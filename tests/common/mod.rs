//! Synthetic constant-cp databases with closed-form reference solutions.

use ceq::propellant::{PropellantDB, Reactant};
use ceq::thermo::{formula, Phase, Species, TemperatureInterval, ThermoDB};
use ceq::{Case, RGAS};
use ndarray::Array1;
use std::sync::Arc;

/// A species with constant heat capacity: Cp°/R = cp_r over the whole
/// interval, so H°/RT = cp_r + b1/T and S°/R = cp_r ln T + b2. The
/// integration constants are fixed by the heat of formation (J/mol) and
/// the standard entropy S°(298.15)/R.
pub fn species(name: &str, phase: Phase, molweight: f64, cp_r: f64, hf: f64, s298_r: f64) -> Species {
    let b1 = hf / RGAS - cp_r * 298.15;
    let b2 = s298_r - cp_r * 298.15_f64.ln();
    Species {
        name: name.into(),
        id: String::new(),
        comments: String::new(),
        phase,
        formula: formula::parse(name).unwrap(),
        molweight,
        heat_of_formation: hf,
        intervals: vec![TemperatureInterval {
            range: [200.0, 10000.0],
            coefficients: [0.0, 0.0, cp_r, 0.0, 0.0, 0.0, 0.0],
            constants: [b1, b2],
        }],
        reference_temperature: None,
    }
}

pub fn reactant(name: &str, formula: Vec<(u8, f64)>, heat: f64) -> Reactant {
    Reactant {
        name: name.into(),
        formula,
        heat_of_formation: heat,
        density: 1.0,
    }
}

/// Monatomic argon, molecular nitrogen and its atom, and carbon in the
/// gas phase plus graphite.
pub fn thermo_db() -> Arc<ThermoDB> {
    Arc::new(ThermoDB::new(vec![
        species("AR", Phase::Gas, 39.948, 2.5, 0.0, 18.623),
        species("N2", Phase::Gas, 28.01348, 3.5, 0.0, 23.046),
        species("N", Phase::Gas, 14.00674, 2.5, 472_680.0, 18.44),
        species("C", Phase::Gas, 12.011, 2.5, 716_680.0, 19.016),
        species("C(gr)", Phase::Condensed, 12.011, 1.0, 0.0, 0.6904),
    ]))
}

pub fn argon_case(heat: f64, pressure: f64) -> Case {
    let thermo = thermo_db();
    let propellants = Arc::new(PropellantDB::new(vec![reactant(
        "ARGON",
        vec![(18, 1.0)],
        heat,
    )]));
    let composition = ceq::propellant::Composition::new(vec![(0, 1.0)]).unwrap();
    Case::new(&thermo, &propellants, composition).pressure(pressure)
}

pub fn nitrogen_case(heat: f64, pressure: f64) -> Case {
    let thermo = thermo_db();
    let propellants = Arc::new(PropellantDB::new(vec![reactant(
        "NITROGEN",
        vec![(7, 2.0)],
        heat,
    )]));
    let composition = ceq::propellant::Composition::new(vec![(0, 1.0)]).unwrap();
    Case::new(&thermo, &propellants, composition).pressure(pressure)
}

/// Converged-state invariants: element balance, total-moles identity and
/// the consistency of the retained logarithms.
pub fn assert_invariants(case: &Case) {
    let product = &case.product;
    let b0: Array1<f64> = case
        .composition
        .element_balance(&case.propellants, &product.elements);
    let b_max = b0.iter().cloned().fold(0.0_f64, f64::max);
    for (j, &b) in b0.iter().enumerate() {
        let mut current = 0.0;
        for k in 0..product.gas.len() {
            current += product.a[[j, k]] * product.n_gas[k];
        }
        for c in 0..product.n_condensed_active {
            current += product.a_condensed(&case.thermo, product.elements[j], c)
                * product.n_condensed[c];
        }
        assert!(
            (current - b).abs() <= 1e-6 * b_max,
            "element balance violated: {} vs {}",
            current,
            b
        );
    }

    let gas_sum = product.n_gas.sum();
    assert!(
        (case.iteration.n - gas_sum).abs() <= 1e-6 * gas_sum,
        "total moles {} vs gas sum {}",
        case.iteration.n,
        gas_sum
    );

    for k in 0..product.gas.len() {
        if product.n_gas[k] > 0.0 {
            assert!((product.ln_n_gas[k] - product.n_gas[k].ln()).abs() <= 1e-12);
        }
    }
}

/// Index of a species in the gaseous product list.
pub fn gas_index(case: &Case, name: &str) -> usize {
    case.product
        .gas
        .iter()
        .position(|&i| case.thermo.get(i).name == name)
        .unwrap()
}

→ Action item: In the entries above, locate every line with the word "current" and copy it.

→ Written reply:
        let mut current = 0.0;
            current += product.a[[j, k]] * product.n_gas[k];
            current += product.a_condensed(&case.thermo, product.elements[j], c)
            (current - b).abs() <= 1e-6 * b_max,
            current,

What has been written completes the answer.